La nostra comunità, già oltre trent’anni fa, si fece disponibile a dare una mano quando ci fu bisogno di dare risposta ai primi significativi fenomeni migratori, parlo degli albanesi e dei bosniaci che venivano in Italia. Successivamente, dentro il fenomeno migratorio sulle rotte africane e poi afghane e da ultimo quelle ucraine, l’appartamento dell’ex curato venne messo a disposizione della Caritas diocesana affinché fosse strumento per dare risposta a questo fenomeno così complesso. Attualmente, da un anno, accogliamo una famiglia ucraina, seconda fase dell’accoglienza ucraina dopo quella dell’emergenza dove furono tre le famiglie accolte. Questa accoglienza, così articolata nel tempo, ha permesso a diversi volontari (che si coordinano nel “gruppo accoglienza”) d’imparare un po’ il mestiere di educatori nell’emergenza migratoria, si sono dati molto da fare nel formarsi e nell’operare offrendo un servizio qualitativo nelle relazioni e nel supporto concreto ai migranti accolti; fatti che hanno permesso a noi tutti di aprire il cuore e la mente a questi temi, aiutandoci a formare una coscienza critica e un’autorevolezza di pensiero su queste complesse questioni per non essere schiavi del vento come tira o del politico che parla meglio».

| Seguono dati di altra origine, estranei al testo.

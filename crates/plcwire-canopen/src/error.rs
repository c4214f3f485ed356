// SPDX-License-Identifier: PolyForm-Noncommercial-1.0.0
// Copyright (c) 2025 Sylvex. All rights reserved.

//! CANopen-specific errors and SDO abort codes.

use plcwire_core::CodecError;
use thiserror::Error;

/// SDO abort: object does not exist in the object dictionary.
pub const ABORT_OBJECT_DOES_NOT_EXIST: u32 = 0x0602_0000;

/// SDO abort: sub-index does not exist.
pub const ABORT_SUBINDEX_DOES_NOT_EXIST: u32 = 0x0609_0011;

/// Errors raised while framing CANopen traffic.
#[derive(Debug, Clone, Error, PartialEq, Eq)]
pub enum CanOpenError {
    /// The COB-ID belongs to a service this driver does not speak.
    #[error("Unsupported COB-ID 0x{cob_id:03X}")]
    UnsupportedCobId {
        /// The COB-ID.
        cob_id: u32,
    },

    /// An NMT command or state byte is unknown.
    #[error("Unknown NMT {what} 0x{code:02X}")]
    UnknownNmtCode {
        /// "command" or "state".
        what: &'static str,
        /// The byte.
        code: u8,
    },

    /// The SDO command specifier is invalid for the direction.
    #[error("Unexpected SDO command specifier 0x{specifier:02X}")]
    UnexpectedSpecifier {
        /// The first payload byte.
        specifier: u8,
    },

    /// The value needs a segmented transfer.
    #[error("Segmented SDO transfer of 0x{index:04X}/0x{subindex:X} is not supported")]
    SegmentedTransfer {
        /// Object index.
        index: u16,
        /// Sub-index.
        subindex: u8,
    },

    /// A value does not fit the addressed object type.
    #[error("Cannot encode {value_type} as {data_type}")]
    ValueType {
        /// Type of the supplied value.
        value_type: &'static str,
        /// Object dictionary type.
        data_type: &'static str,
    },

    /// The operation cannot be carried by an SDO exchange.
    #[error("{operation} is not supported for {address}")]
    Unsupported {
        /// Operation name.
        operation: &'static str,
        /// Field address.
        address: String,
    },
}

impl From<CanOpenError> for CodecError {
    fn from(err: CanOpenError) -> Self {
        match err {
            CanOpenError::ValueType { .. } => CodecError::encode(err.to_string()),
            CanOpenError::Unsupported { .. } => CodecError::unsupported(err.to_string()),
            other => CodecError::malformed(other.to_string()),
        }
    }
}

/// Describes an SDO abort code (CiA 301).
pub fn abort_message(code: u32) -> &'static str {
    match code {
        0x0503_0000 => "toggle bit not alternated",
        0x0504_0000 => "SDO protocol timed out",
        0x0504_0001 => "command specifier not valid or unknown",
        0x0504_0005 => "out of memory",
        0x0601_0000 => "unsupported access to an object",
        0x0601_0001 => "attempt to read a write only object",
        0x0601_0002 => "attempt to write a read only object",
        ABORT_OBJECT_DOES_NOT_EXIST => "object does not exist in the object dictionary",
        0x0604_0041 => "object cannot be mapped to the PDO",
        0x0606_0000 => "access failed due to a hardware error",
        0x0607_0010 => "data type does not match, length of service parameter does not match",
        0x0607_0012 => "data type does not match, length of service parameter too high",
        0x0607_0013 => "data type does not match, length of service parameter too low",
        ABORT_SUBINDEX_DOES_NOT_EXIST => "sub-index does not exist",
        0x0609_0030 => "invalid value for parameter",
        0x0609_0031 => "value of parameter written too high",
        0x0609_0032 => "value of parameter written too low",
        0x0800_0000 => "general error",
        0x0800_0020 => "data cannot be transferred or stored to the application",
        0x0800_0022 => "data cannot be transferred because of the present device state",
        _ => "unknown SDO abort code",
    }
}

/// Returns `true` if `code` reports a missing object or sub-index.
pub fn is_not_found(code: u32) -> bool {
    matches!(code, ABORT_OBJECT_DOES_NOT_EXIST | ABORT_SUBINDEX_DOES_NOT_EXIST)
}

#[cfg(test)]
mod tests {
    use super::*;

    #[test]
    fn test_abort_codes() {
        assert!(is_not_found(0x0602_0000));
        assert!(is_not_found(0x0609_0011));
        assert!(!is_not_found(0x0601_0002));
        assert_eq!(abort_message(0x0609_0011), "sub-index does not exist");
    }

    #[test]
    fn test_codec_conversion() {
        let err: CodecError = CanOpenError::UnsupportedCobId { cob_id: 0x181 }.into();
        assert!(matches!(err, CodecError::Malformed { .. }));
        let err: CodecError = CanOpenError::SegmentedTransfer {
            index: 0x1008,
            subindex: 0,
        }
        .into();
        assert!(matches!(err, CodecError::Malformed { .. }));
        let err: CodecError = CanOpenError::Unsupported {
            operation: "subscribe",
            address: "SDO:1:0x1008/0x0:UNSIGNED32".into(),
        }
        .into();
        assert!(matches!(err, CodecError::Unsupported { .. }));
    }
}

Quanti volontari collaborano con la parrocchia?
«Nei giorni della recente festa dell’oratorio, almeno un centinaio di loro si sono impegnanti in una serie di servizi: dalla cucina alle pulizie, fino all’animazione. Sono una cifra indicativa di un volontariato sotterraneo che a volte non valorizziamo che è quello casalingo di chi va trovare i malati, di chi si prende cura degli anziani piuttosto che di chi accudisce i più piccoli o aiuta a fare i compiti. A Comenduno c’è una mentalità di servizio, nel tempo libero, nel bisogno. Non mi pare di vedere in giro famiglie e persone sole perché nessuno le guarda, c’è una rete che se ne prende un po’ cura».
Di Comenduno cosa porterai nel cuore?
«Sicuramente tanto affetto sincero e tante belle relazioni di amicizia nate dentro l’oratorio, dentro i gruppi e pure dentro le nostre celebrazioni liturgiche dove spezzare il pane della Parola ha permesso anche di far crescere alcuni pensieri e confronti intorno al modo di essere cristiani in questa società. Porto con me sicuramente l’esperienza forte del Covid che è stato un po’ l’epicentro di questi sette anni; se dovessi indicare un punto di svolta del mio servizio pastorale lo pongo nel 2020 quando in Val Seriana la pandemia ci ha travolti un po’ tutti; ho sentito di essere pastore, parroco, di dare qualche consiglio, di dare ascolto o aiuto a chi portava dei dolori improvvisi, inaspettati, che mi confidava in una telefonata o suonava al campanello di casa chiedendomi di pregare per il nonno o per la mamma che era in ospedale.
Ho raccolto tanta sofferenza, ma anche il riconoscimento di chi cercava delle risposte dentro l’inconcepibile. Ho sentito questa responsabilità e ho trovato legame con tante storie di sofferenza di tante persone, sono tutte storie di amicizia come anche quelle con le coppie di cui ho celebrato il matrimonio o il battesimo dei figli, nascevano così nuove storie di amicizia sincera».
Grazie don Alfio per il tuo grande impegno, per le tue aperture di pensiero, per la tua testimonianza, per la tua allegria.